**Task directions:** Work through the data below and copy out every line where "struct" is found.
── The records
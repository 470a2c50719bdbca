use embassy_sync::{blocking_mutex::raw::NoopRawMutex, signal::Signal};

use crate::{
    layer::LayerNames,
    mapper::KeyboardState,
    status::{LedState, StatusKind},
};

use super::*;

extern crate std;
use std::vec::Vec;

#[derive(Default)]
struct Recorder(Vec<Vec<u8>>);

impl HalfLink for &mut Recorder {
    fn send(&mut self, payload: &[u8]) {
        self.0.push(payload.to_vec());
    }
}

fn status(layer_state: u32) -> StatusBuffer {
    StatusBuffer::capture(
        &KeyboardState {
            layer_state,
            default_layer_state: 1,
            modifiers: 0,
            caps_word: false,
        },
        &LayerNames::new(&["Base", "Nav"]),
        LedState::default(),
    )
}

#[test]
fn primary_publishes() {
    let mut rec = Recorder::default();
    let mut primary = SplitMirror::new(HalfRole::Primary, &mut rec);
    primary.publish(status(0b10));
    assert_eq!(primary.local().layer_name(), Some("Nav"));
    primary.receive(status(0).as_bytes());
    assert_eq!(primary.local().layer(), 1);
    primary.relay_host_text(b"hi");
    drop(primary);

    assert_eq!(rec.0.len(), 2);
    assert_eq!(StatusBuffer::from_bytes(&rec.0[0]), status(0b10));
    assert_eq!(StatusBuffer::from_bytes(&rec.0[1]).text(), b"hi");
}

#[test]
fn secondary_mirrors() {
    let mut rec = Recorder::default();
    let mut secondary = SplitMirror::new(HalfRole::Secondary, &mut rec);
    assert_eq!(secondary.role(), HalfRole::Secondary);
    assert_eq!(secondary.local().kind(), StatusKind::Empty);

    secondary.publish(status(0b10));
    secondary.relay_host_text(b"ignored");
    assert_eq!(secondary.local().kind(), StatusKind::Empty);

    secondary.receive(status(0b10).as_bytes());
    assert_eq!(secondary.local(), &status(0b10));

    secondary.receive(StatusBuffer::host_text(b"build ok").as_bytes());
    assert_eq!(secondary.local().kind(), StatusKind::HostText);
    assert_eq!(secondary.local().text(), b"build ok");
    drop(secondary);

    assert!(rec.0.is_empty());
}

#[test]
fn signal_link() {
    let signal = Signal::<NoopRawMutex, StatusBuffer>::new();
    let mut primary = SplitMirror::new(HalfRole::Primary, SignalLink(&signal));
    primary.publish(status(0b10));
    assert_eq!(signal.try_take(), Some(status(0b10)));
    assert_eq!(signal.try_take(), None);
}
//! Text rendering for the OLED on each half.
//!
//! The OLED driver belongs to the host framework; this module only produces the characters to
//! draw. Bytes from `0x80` up index logo glyphs in the display font.

use core::fmt;

use heapless::Vec;
use splitmap_common::keycodes::modifiers::{ALT_MASK, CTRL_MASK, GUI_MASK, SHIFT_MASK};

use crate::{
    layer::{LayerNames, UNDEFINED},
    mapper::KeyboardState,
    split_mirror::{HalfLink, HalfRole, SplitMirror},
    status::{LedState, StatusBuffer, StatusKind},
};

/// 21 columns by 8 rows of 6x8 characters.
pub const OLED_BUFFER_SIZE: usize = 168;

pub const LOGO: [u8; 63] = {
    let mut logo = [0; 63];
    let mut i = 0;
    while i < 21 {
        logo[i] = 0x80 + i as u8;
        logo[21 + i] = 0xa0 + i as u8;
        logo[42 + i] = 0xc0 + i as u8;
        i += 1;
    }
    logo
};

/// Characters to draw, filled from the top left of the display.
#[derive(Debug, Default)]
pub struct OledText<const N: usize>(Vec<u8, N>);

impl<const N: usize> OledText<N> {
    pub fn new() -> Self {
        Self(Vec::new())
    }

    pub fn clear(&mut self) {
        self.0.clear();
    }

    pub fn as_bytes(&self) -> &[u8] {
        &self.0
    }

    pub fn push_bytes(&mut self, bytes: &[u8]) -> fmt::Result {
        self.0.extend_from_slice(bytes).map_err(|_| fmt::Error)
    }
}

impl<const N: usize> fmt::Write for OledText<N> {
    fn write_str(&mut self, s: &str) -> fmt::Result {
        self.push_bytes(s.as_bytes())
    }
}

pub fn render_logo<const N: usize>(out: &mut OledText<N>) -> fmt::Result {
    out.push_bytes(&LOGO)
}

/// Layer name, host LEDs and held modifiers.
pub fn render_status<const N: usize>(status: &StatusBuffer, out: &mut OledText<N>) -> fmt::Result {
    use fmt::Write;

    let name = status.layer_name().unwrap_or(UNDEFINED);
    write!(out, "\nLayer: {}\n", name)?;

    let leds = status.leds();
    out.write_str(if leds.num_lock() { "NUMLCK " } else { "       " })?;
    out.write_str(if leds.caps_lock() { "CAPLCK " } else { "       " })?;
    out.write_str(if leds.scroll_lock() { "SCRLCK " } else { "       " })?;

    let mods = status.modifiers();
    for (mask, c) in [
        (SHIFT_MASK, 'S'),
        (CTRL_MASK, 'C'),
        (ALT_MASK, 'A'),
        (GUI_MASK, 'G'),
    ] {
        out.write_char(if mods & mask != 0 { c } else { ' ' })?;
    }
    out.write_char(if status.caps_word() { 'W' } else { ' ' })
}

pub fn render_primary<const N: usize>(status: &StatusBuffer, out: &mut OledText<N>) -> fmt::Result {
    render_logo(out)?;
    render_status(status, out)
}

/// Draw whatever the secondary half last received.
pub fn render_secondary<const N: usize>(
    mirrored: &StatusBuffer,
    out: &mut OledText<N>,
) -> fmt::Result {
    render_logo(out)?;
    match mirrored.kind() {
        StatusKind::Status => render_status(mirrored, out),
        StatusKind::HostText => out.push_bytes(mirrored.text()),
        StatusKind::Empty => Ok(()),
    }
}

/// One display tick. The primary half captures and publishes its status; the secondary half
/// renders its mirrored copy.
pub fn refresh<L: HalfLink, const N: usize>(
    mirror: &mut SplitMirror<L>,
    state: &KeyboardState,
    names: &LayerNames,
    leds: LedState,
    out: &mut OledText<N>,
) -> fmt::Result {
    out.clear();
    match mirror.role() {
        HalfRole::Primary => {
            let status = StatusBuffer::capture(state, names, leds);
            mirror.publish(status);
            render_primary(&status, out)
        }
        HalfRole::Secondary => render_secondary(mirror.local(), out),
    }
}

#[cfg(test)]
#[path = "display_test.rs"]
mod test;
────
**Finished exercise:**
struct Recorder(Vec<Vec<u8>>);
pub struct OledText<const N: usize>(Vec<u8, N>);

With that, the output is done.